***** Source records

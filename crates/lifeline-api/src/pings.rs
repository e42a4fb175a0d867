//! Ping handlers. All return `204 No Content` and are idempotent.

use std::sync::Arc;

use axum::{
  extract::{Path, State},
  http::StatusCode,
};
use lifeline_core::remote::Remote;
use uuid::Uuid;

use crate::error::{ApiError, from_remote};

/// `POST /users/{id}/contacts/{peer}/ping`
pub async fn send<S: Remote>(
  State(store): State<Arc<S>>,
  Path((id, peer)): Path<(Uuid, Uuid)>,
) -> Result<StatusCode, ApiError> {
  store.ping_dependent(id, peer).await.map_err(from_remote)?;
  Ok(StatusCode::NO_CONTENT)
}

/// `DELETE /users/{id}/contacts/{peer}/ping`
pub async fn clear<S: Remote>(
  State(store): State<Arc<S>>,
  Path((id, peer)): Path<(Uuid, Uuid)>,
) -> Result<StatusCode, ApiError> {
  store.clear_ping(id, peer).await.map_err(from_remote)?;
  Ok(StatusCode::NO_CONTENT)
}

/// `POST /users/{id}/contacts/{peer}/respond`
pub async fn respond<S: Remote>(
  State(store): State<Arc<S>>,
  Path((id, peer)): Path<(Uuid, Uuid)>,
) -> Result<StatusCode, ApiError> {
  store.respond_to_ping(id, peer).await.map_err(from_remote)?;
  Ok(StatusCode::NO_CONTENT)
}

/// `POST /users/{id}/pings/respond`
pub async fn respond_all<S: Remote>(
  State(store): State<Arc<S>>,
  Path(id): Path<Uuid>,
) -> Result<StatusCode, ApiError> {
  store.respond_to_all_pings(id).await.map_err(from_remote)?;
  Ok(StatusCode::NO_CONTENT)
}
//! Client-side synchronization for Lifeline.
//!
//! A [`Session`] keeps a local mirror of the signed-in user's record and
//! contact list in step with a [`lifeline_core::remote::Remote`]. Every write
//! follows the same pattern: apply the change to the mirror, issue the remote
//! call, and on failure reload the affected part of the mirror from the
//! remote. No snapshot is kept; the reload is the rollback.

mod auth;
mod config;
mod expiry;
mod mirror;
mod session;
mod state;

pub use auth::LocalAuth;
pub use config::SessionConfig;
pub use expiry::ExpiryTracker;
pub use mirror::Mirror;
pub use session::Session;
pub use state::{Action, State, reduce};
//! [`Mirror`]: the single-writer container around [`State`].

use std::sync::Arc;

use lifeline_core::event::Event;
use tokio::sync::{broadcast, watch};

use crate::state::{Action, State, reduce};

/// Serialises every [`Action`] through [`reduce`] and publishes the result.
///
/// Dispatch runs the reducer while holding the watch channel's write lock, so
/// readers observe each action fully applied or not at all. Events produced
/// by the reducer go out on a broadcast channel after the state is visible.
///
/// Cloning is cheap; clones share the same state.
#[derive(Clone)]
pub struct Mirror {
  state:  Arc<watch::Sender<State>>,
  events: broadcast::Sender<Event>,
}

impl Mirror {
  pub fn new(event_capacity: usize) -> Self {
    let (state, _) = watch::channel(State::default());
    let (events, _) = broadcast::channel(event_capacity.max(1));
    Self { state: Arc::new(state), events }
  }

  pub fn dispatch(&self, action: Action) {
    tracing::trace!(?action, "dispatch");
    let mut events = Vec::new();
    self.state.send_modify(|state| events = reduce(state, action));
    for event in events {
      self.publish(event);
    }
  }

  /// Send an event that did not come from the reducer (expiry transitions).
  pub fn publish(&self, event: Event) {
    tracing::debug!(?event, "event");
    // No subscribers is fine; events are advisory.
    let _ = self.events.send(event);
  }

  pub fn snapshot(&self) -> State { self.state.borrow().clone() }

  pub fn subscribe(&self) -> watch::Receiver<State> { self.state.subscribe() }

  pub fn events(&self) -> broadcast::Receiver<Event> { self.events.subscribe() }
}
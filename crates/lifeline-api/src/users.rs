//! Handlers for `/users/{id}` and `/lookup/{qr_code}`.
//!
//! | Method  | Path | Notes |
//! |---------|------|-------|
//! | `GET`   | `/users/{id}` | 404 if not found |
//! | `PATCH` | `/users/{id}` | Body: a partial user; returns the updated user |
//! | `GET`   | `/lookup/{qr_code}` | Public profile of the code's owner |

use std::sync::Arc;

use axum::{
  Json,
  extract::{Path, State},
};
use lifeline_core::{
  remote::Remote,
  user::{PeerProfile, User, UserPatch},
};
use uuid::Uuid;

use crate::error::{ApiError, from_remote};

/// `GET /users/{id}`
pub async fn get_one<S: Remote>(
  State(store): State<Arc<S>>,
  Path(id): Path<Uuid>,
) -> Result<Json<User>, ApiError> {
  let user = store.load_user(id).await.map_err(from_remote)?;
  Ok(Json(user))
}

/// `PATCH /users/{id}`
pub async fn patch<S: Remote>(
  State(store): State<Arc<S>>,
  Path(id): Path<Uuid>,
  Json(patch): Json<UserPatch>,
) -> Result<Json<User>, ApiError> {
  if patch.name.as_deref().is_some_and(|n| n.trim().is_empty()) {
    return Err(ApiError::BadRequest("name must not be empty".into()));
  }
  let user = store.update_user(id, patch).await.map_err(from_remote)?;
  Ok(Json(user))
}

/// `GET /lookup/{qr_code}`
pub async fn lookup<S: Remote>(
  State(store): State<Arc<S>>,
  Path(qr_code): Path<Uuid>,
) -> Result<Json<PeerProfile>, ApiError> {
  let profile = store
    .lookup_user_by_code(qr_code)
    .await
    .map_err(from_remote)?
    .ok_or_else(|| ApiError::NotFound(format!("no user with code {qr_code}")))?;
  Ok(Json(profile))
}
//! Core types and trait definitions for Lifeline.
//!
//! Holds the check-in evaluator and lifecycle rules, the contact relationship
//! model, and the capability traits (`Remote`, `Auth`, `Clock`) that the sync
//! layer is written against. This crate performs no I/O.

pub mod auth;
pub mod checkin;
pub mod clock;
pub mod contact;
pub mod document;
pub mod error;
pub mod event;
pub mod interval;
pub mod remote;
pub mod user;

pub use error::{Error, Result};
//! Error type for `lifeline-store-sqlite`.

use thiserror::Error;
use uuid::Uuid;

#[derive(Debug, Error)]
pub enum Error {
  #[error("core error: {0}")]
  Core(#[from] lifeline_core::Error),

  #[error("database error: {0}")]
  Database(#[from] tokio_rusqlite::Error),

  #[error("uuid parse error: {0}")]
  Uuid(#[from] uuid::Error),

  #[error("date/time parse error: {0}")]
  DateParse(String),

  #[error("user not found: {0}")]
  UserNotFound(Uuid),

  #[error("user {owner} has no contact {peer}")]
  ContactNotFound { owner: Uuid, peer: Uuid },

  #[error("user {owner} already has contact {peer}")]
  ContactExists { owner: Uuid, peer: Uuid },

  #[error("a user cannot add themselves as a contact")]
  SelfRelation,

  #[error("contact {peer} is not a dependent of {owner}")]
  NotDependent { owner: Uuid, peer: Uuid },
}

pub type Result<T, E = Error> = std::result::Result<T, E>;

impl From<Error> for lifeline_core::Error {
  fn from(e: Error) -> Self {
    match e {
      Error::Core(inner) => inner,
      Error::UserNotFound(_) | Error::ContactNotFound { .. } => Self::NotFound(e.to_string()),
      Error::ContactExists { .. } => Self::AlreadyExists(e.to_string()),
      Error::SelfRelation | Error::NotDependent { .. } => Self::InvalidInput(e.to_string()),
      other => Self::remote(other),
    }
  }
}
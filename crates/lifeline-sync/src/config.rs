//! Session tuning knobs.

use std::time::Duration;

use serde::Deserialize;

#[derive(Debug, Clone, Deserialize)]
#[serde(default)]
pub struct SessionConfig {
  /// How often the expiry watcher re-derives check-in status. Expiry is
  /// purely time-driven, so nothing else will notice it.
  pub expiry_poll_secs: u64,
  /// Capacity of the outbound event channel; slow consumers lag past this.
  pub event_capacity:   usize,
}

impl SessionConfig {
  pub fn expiry_poll_interval(&self) -> Duration {
    Duration::from_secs(self.expiry_poll_secs.max(1))
  }
}

impl Default for SessionConfig {
  fn default() -> Self {
    Self { expiry_poll_secs: 30, event_capacity: 64 }
  }
}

**********

*Required work:* Copy out every line from the data above in which the word "with" occurs.

*Task result:*
//! contact list in step with a [`lifeline_core::remote::Remote`]. Every write
    .ok_or_else(|| ApiError::NotFound(format!("no user with code {qr_code}")))?;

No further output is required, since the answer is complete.